Спустя несколько дней действительно прилетел господин Пьетро Карриаджи – лысеющий блондин, но истинный итальянец, владелец студии грампластинок «Compania diskografica Italiana» (CDI), которая и предлагала мне работу.
Во время нашей официальной беседы при участии заместителя директора ПАГАРТа[2] пана Якубовского господин Карриаджи старался в самом радужном свете обрисовать перспективу, которая ожидает меня в Италии, а именно в его студии. Он счел возможным прибегнуть даже к рекламным приемам, уверяя, что в его студии записывались такие знаменитости, как Марио дель Монако.
Позднее оказалось, что знаменитости являются как бы общенациональной собственностью и закон о принадлежности к какой-нибудь одной студии на них совершенно не распространяется. Они могут записываться всюду, даже в такой незначительной студии, как CDI. Студия же записывает их для рекламы и платит за это изрядную сумму. Но я ни о чем не подозревала, подумав: «Ого, сам Марио дель Монако! Стало быть, это солидная фирма, котирующаяся на итальянском рынке».
Однако повлиял на мое решение иной довод. Я всегда питала слабость к итальянским песням: у них красивые мелодии и их легко петь на итальянском. Перед тем как позвонил господин Карриаджи, я уже недели две оттягивала подписание договора с западногерманской фирмой грампластинок «Esplanade».
В конце концов я выбрала Милан.
Надо, пожалуй, упомянуть, как вышло, что мне позвонили из Милана.
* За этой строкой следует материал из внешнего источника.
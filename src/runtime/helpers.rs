//! Shared argument checks for runtime backends
//!
//! Kernels on every backend address memory as `base + channel * rdim + spatial`,
//! so operands must be contiguous, must agree on shape, and must be backed by
//! at least as many elements as their layout claims.

use crate::error::{Error, Result};
use crate::runtime::Runtime;
use crate::tensor::Tensor;

/// Ensure a tensor is laid out contiguously in row-major order.
#[inline]
pub(crate) fn require_contiguous<R: Runtime>(tensor: &Tensor<R>) -> Result<()> {
    if tensor.is_contiguous() {
        Ok(())
    } else {
        Err(Error::NotContiguous)
    }
}

/// Ensure the storage behind `tensor` holds every element its layout addresses.
///
/// `Tensor::from_parts` accepts any storage/layout pair, and kernels read
/// `numel()` elements from the storage base.
#[inline]
pub(crate) fn require_storage_len<R: Runtime>(tensor: &Tensor<R>) -> Result<()> {
    let available = tensor.storage().len();
    if available >= tensor.numel() {
        Ok(())
    } else {
        Err(Error::ShapeMismatch {
            expected: tensor.shape().to_vec(),
            got: vec![available],
        })
    }
}

/// Ensure `got` has exactly the shape of `expected`.
#[inline]
pub(crate) fn require_same_shape<R: Runtime>(
    expected: &Tensor<R>,
    got: &Tensor<R>,
) -> Result<()> {
    if expected.shape() == got.shape() {
        Ok(())
    } else {
        Err(Error::shape_mismatch(expected.shape(), got.shape()))
    }
}
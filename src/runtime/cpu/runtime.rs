//! CPU runtime implementation

use super::client::CpuClient;
use super::device::CpuDevice;
use crate::error::{Error, Result};
use crate::runtime::Runtime;
use std::alloc::{Layout as AllocLayout, alloc_zeroed, dealloc};

/// Alignment of host allocations (AVX-512 friendly)
const HOST_ALIGN: usize = 64;

/// CPU compute runtime
///
/// This is the default runtime that works on any platform.
/// Memory is allocated on the heap using the system allocator and is zeroed.
#[derive(Clone, Debug, Default)]
pub struct CpuRuntime;

fn host_layout(size_bytes: usize) -> Result<AllocLayout> {
    AllocLayout::from_size_align(size_bytes, HOST_ALIGN).map_err(|e| {
        Error::invalid_argument("size_bytes", format!("invalid host allocation layout: {e}"))
    })
}

impl Runtime for CpuRuntime {
    type Device = CpuDevice;
    type Client = CpuClient;

    fn name() -> &'static str {
        "cpu"
    }

    fn allocate(size_bytes: usize, _device: &Self::Device) -> Result<u64> {
        if size_bytes == 0 {
            return Ok(0);
        }

        let layout = host_layout(size_bytes)?;
        let ptr = unsafe { alloc_zeroed(layout) };

        if ptr.is_null() {
            return Err(Error::OutOfMemory { size: size_bytes });
        }

        Ok(ptr as u64)
    }

    fn deallocate(ptr: u64, size_bytes: usize, _device: &Self::Device) {
        if ptr == 0 || size_bytes == 0 {
            return;
        }

        // The layout was valid when the block was allocated
        if let Ok(layout) = host_layout(size_bytes) {
            unsafe {
                dealloc(ptr as *mut u8, layout);
            }
        }
    }

    fn copy_to_device(src: &[u8], dst: u64, _device: &Self::Device) -> Result<()> {
        if src.is_empty() || dst == 0 {
            return Ok(());
        }

        unsafe {
            std::ptr::copy_nonoverlapping(src.as_ptr(), dst as *mut u8, src.len());
        }
        Ok(())
    }

    fn copy_from_device(src: u64, dst: &mut [u8], _device: &Self::Device) -> Result<()> {
        if dst.is_empty() || src == 0 {
            return Ok(());
        }

        unsafe {
            std::ptr::copy_nonoverlapping(src as *const u8, dst.as_mut_ptr(), dst.len());
        }
        Ok(())
    }

    fn copy_within_device(
        src: u64,
        dst: u64,
        size_bytes: usize,
        _device: &Self::Device,
    ) -> Result<()> {
        if size_bytes == 0 || src == 0 || dst == 0 {
            return Ok(());
        }

        unsafe {
            // Use copy (not copy_nonoverlapping) in case src and dst overlap
            std::ptr::copy(src as *const u8, dst as *mut u8, size_bytes);
        }
        Ok(())
    }

    fn default_device() -> Self::Device {
        CpuDevice::new()
    }

    fn default_client(device: &Self::Device) -> Self::Client {
        CpuClient::new(device.clone())
    }
}
//! Differentiable operations
//!
//! A forward call that needs a backward returns, next to its output, a
//! [`GradFn`] holding what the backward needs. Nothing is cached on the
//! client or on a long-lived operator object, so the same client can run any
//! number of interleaved forward/backward pairs.

mod grad_fn;

pub mod ops;

pub use grad_fn::GradFn;
pub use ops::{LrnBackward, local_response_normalization, local_response_normalization_default};
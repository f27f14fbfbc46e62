//! Finite-difference checks of the LRN backward pass
//!
//! Loss is `sum(y * w)` for a fixed random `w`, so `grad_y = w` and the
//! analytic gradient can be compared against central differences in `x`.

mod common;

use common::{create_cpu_client, random_vec};
use numr_lrn::autograd::{GradFn, local_response_normalization};
use numr_lrn::ops::{LrnOps, LrnParams, WindowSumAlgorithm};
use numr_lrn::runtime::RuntimeClient;
use numr_lrn::runtime::cpu::{CpuClient, CpuRuntime};
use numr_lrn::tensor::Tensor;

const SHAPE: [usize; 3] = [2, 5, 3];
const EPS: f32 = 1e-2;

fn loss(client: &CpuClient, x: &[f32], w: &[f32], params: &LrnParams) -> f64 {
    let device = client.device().clone();
    let x = Tensor::<CpuRuntime>::from_slice(x, &SHAPE, &device);
    let (y, _) = client.lrn_forward(&x, params).unwrap();
    y.to_vec()
        .iter()
        .zip(w)
        .map(|(&yi, &wi)| yi as f64 * wi as f64)
        .sum()
}

fn check_gradient(client: &CpuClient, params: &LrnParams, seed: u64) {
    let device = client.device().clone();
    let numel: usize = SHAPE.iter().product();
    let xv = random_vec(numel, -1.0, 1.0, seed);
    let wv = random_vec(numel, -1.0, 1.0, seed + 100);

    let x = Tensor::<CpuRuntime>::from_slice(&xv, &SHAPE, &device);
    let w = Tensor::<CpuRuntime>::from_slice(&wv, &SHAPE, &device);
    let (_, ctx) = client.lrn_forward(&x, params).unwrap();
    let analytic = client.lrn_backward(&ctx, &x, &w).unwrap().to_vec();

    for i in 0..numel {
        let mut plus = xv.clone();
        let mut minus = xv.clone();
        plus[i] += EPS;
        minus[i] -= EPS;
        let numeric = (loss(client, &plus, &wv, params) - loss(client, &minus, &wv, params))
            / (2.0 * EPS as f64);
        let ana = analytic[i] as f64;
        let tol = 1e-2 * numeric.abs().max(ana.abs()) + 1e-3;
        assert!(
            (numeric - ana).abs() <= tol,
            "{:?} {params:?}: element {i}: numeric {numeric} vs analytic {ana}",
            client.window_sum_algorithm()
        );
    }
}

fn odd_width_params() -> [LrnParams; 4] {
    [
        LrnParams::new(3, 1.0, 0.5, 0.75),
        LrnParams::new(5, 2.0, 1.0, 0.5),
        LrnParams::new(1, 1.0, 1.0, 1.0),
        LrnParams::default(),
    ]
}

#[test]
fn test_gradcheck_shifted() {
    let (client, _) = create_cpu_client();
    for (seed, params) in odd_width_params().iter().enumerate() {
        check_gradient(&client, params, seed as u64);
    }
}

#[test]
fn test_gradcheck_shifted_even_width() {
    // The shifted window is symmetric for every n, so even widths
    // differentiate exactly too
    let (client, _) = create_cpu_client();
    check_gradient(&client, &LrnParams::new(4, 1.0, 0.5, 0.75), 20);
    check_gradient(&client, &LrnParams::new(2, 1.5, 0.8, 1.0), 21);
}

#[test]
fn test_gradcheck_streaming() {
    let (client, _) = create_cpu_client();
    let client = client.with_window_sum(WindowSumAlgorithm::Streaming);
    for (seed, params) in odd_width_params().iter().enumerate() {
        check_gradient(&client, params, 10 + seed as u64);
    }
}

#[test]
fn test_gradcheck_through_grad_fn() {
    let (client, device) = create_cpu_client();
    let params = LrnParams::new(3, 1.0, 0.5, 0.75);
    let numel: usize = SHAPE.iter().product();
    let xv = random_vec(numel, -1.0, 1.0, 30);
    let wv = random_vec(numel, -1.0, 1.0, 31);

    let x = Tensor::<CpuRuntime>::from_slice(&xv, &SHAPE, &device);
    let w = Tensor::<CpuRuntime>::from_slice(&wv, &SHAPE, &device);
    let (_, grad_fn) = local_response_normalization(&client, &x, &params).unwrap();
    let grad = grad_fn.backward(&w).unwrap().remove(0).unwrap().to_vec();

    let i = numel / 2;
    let mut plus = xv.clone();
    let mut minus = xv;
    plus[i] += EPS;
    minus[i] -= EPS;
    let numeric = (loss(&client, &plus, &wv, &params) - loss(&client, &minus, &wv, &params))
        / (2.0 * EPS as f64);
    assert!((numeric - grad[i] as f64).abs() <= 1e-2 * numeric.abs() + 1e-3);
}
Редактор одной из наших радиостудий поддерживает постоянные контакты с итальянскими студиями, которые присылают ему новинки из Италии. В ответ пан редактор шлет им польские пластинки. В числе других дисков оказался и мой, долгоиграющий, записанный в студии «Polskie nagrania». Пластинка понравилась, а моя кандидатура, как я узнала позже, прошла единогласно.
Дело в том, что Пьетро Карриаджи управляет своей фирмой сам, без компаньонов. У него работают около двадцати человек, в том числе его брат и отец. Своего положения Пьетро, несомненно, достиг благодаря таким чертам характера, как выдержка, решительность, оперативность и жесткость в сочетании со склонностью к диктатуре. Удивляться тут нечему, ибо тяжела жизнь бизнесмена в непрерывной конкурентной борьбе за выживание, за рынок – за все! Но Пьетро порой может быть великодушным и очень гордится, видя признание со стороны своих близких. С этой целью он позволяет высказываться по вопросам музыки даже портье и уборщицам. А иногда считается с их мнением.
Между прочим, в данном случае он твердо уверен, что ничем не рискует, поскольку эти простые люди высказывают, как правило, и объективную оценку. Так было и в тот день, когда пришла моя пластинка. К общему «да» присоединила свой голос также самая значительная особа в этом замкнутом мирке – худенькая, милая, исполненная доброты пожилая дама, глава клана синьора Ванда Карриаджи.
Начались приготовления к моей первой поездке в Милан. Времени было, в общем, маловато; итак, еще одно собственноручно сшитое платье, несколько экземпляров нот, новый итальянско-польский словарь с правилами грамматики…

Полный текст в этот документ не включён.